RANKIN INLET, Nunavut, Canada -- Canada's governor general ate a slaughtered seal's raw heart in a show of support to the country's seal hunters, a display that a European Union spokeswoman on Tuesday called "too bizarre to acknowledge."
It's a different culture, my dear. Please be properly respectful. I'd a friend who, when working in Japan, ate a large, live insect because that's what the guys at the plant were eating -- an annual ritual, I believe. As a result, they did everything he wanted without demur, a much more satisfactory situation than had he insulted them by refusing. When in Rome, and all that.
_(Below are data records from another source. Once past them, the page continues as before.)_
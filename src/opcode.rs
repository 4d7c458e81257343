use num_derive::{FromPrimitive, ToPrimitive};
use std::fmt;

/// Closed enumeration of byte-valued opcodes understood by the VM core and
/// emitted by the assembler's instruction matrix.
///
/// Variants are grouped by family; the explicit discriminants are the
/// authoritative, consolidated layout used by the ROM format.
#[derive(Clone, Copy, PartialEq, Eq, Debug, FromPrimitive, ToPrimitive)]
pub enum Opcode {
    Nop = 0x00,
    Swap = 0x01,

    LoadRegReg = 0x10,
    LoadRegImm = 0x11,
    LoadRegDeref = 0x12,
    LoadRegRegderef = 0x13,
    LoadRegRegderefOff = 0x14,
    StorPtrderefReg = 0x15,
    StorRegderefReg = 0x16,
    StorRegderefOffReg = 0x17,
    StorPtrderefImm = 0x18,
    StorRegderefImm = 0x19,
    StorRegderefOffImm = 0x1A,

    AddRegReg = 0x30,
    AddRegImm = 0x31,
    SubRegReg = 0x32,
    SubRegImm = 0x33,
    MulRegReg = 0x34,
    MulRegImm = 0x35,
    DivRegReg = 0x36,
    DivRegImm = 0x37,

    NotReg = 0x40,
    OrRegReg = 0x41,
    OrRegImm = 0x42,
    AndRegReg = 0x43,
    AndRegImm = 0x44,
    XorRegReg = 0x45,
    XorRegImm = 0x46,

    TestRegReg = 0x50,
    TestRegImm = 0x51,

    Call = 0xA0,
    Calldyn = 0xA1,
    Ret = 0xA2,
    Rti = 0xA3,
    Push = 0xA5,
    Pop = 0xA6,
    Sethead = 0xAA,
    Setbase = 0xAB,

    Branch = 0xB0,
    BranchEqual = 0xB1,
    BranchNotEqual = 0xB2,
    BranchLessThan = 0xB3,
    BranchGreaterThan = 0xB4,
    BranchLessThanEqual = 0xB5,
    BranchGreaterThanEqual = 0xB6,

    ReadinRegReg = 0xD0,
    ReadinRegImm = 0xD1,
    ReadinImmReg = 0xD2,
    ReadinImmImm = 0xD3,
    WriteoutRegReg = 0xD4,
    WriteoutRegImm = 0xD5,
    WriteoutImmReg = 0xD6,
    WriteoutImmImm = 0xD7,

    Enint = 0xFA,
    Disint = 0xFB,
    Halt = 0xFF,
}

impl fmt::Display for Opcode {
    fn fmt(&self, f: &mut fmt::Formatter) -> fmt::Result {
        fmt::Debug::fmt(self, f)
    }
}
Sure hope he washed it down with a bottle of Molsons ...
Or the Japanese equivalent. I imagine so -- he was a big Irish lad from the cow-tipping part of Pennsylvania. He and Mr. Wife put away a couple of cases of this'n'that one New Year's Eve to show me what drunkenness looked like, but I couldn't see any difference. Still, they tried, which was awfully sweet of them.
Governor General Michaelle Jean, the representative of Britain's Queen Elizabeth II as Canada's head of state, gutted the seal and swallowed a slice of the mammal's organ late Monday after an EU vote earlier this month to impose a ban on seal products on grounds that the seal hunt is cruel.
Thus leaving more for everyone else. Thanks, guys!
Asked Tuesday whether her actions were a message to Europe, Jean replied, "Take from that what you will."
The governor general expressed herself so much more tactfully than the EU spokesperson, which no doubt explains their relative positions.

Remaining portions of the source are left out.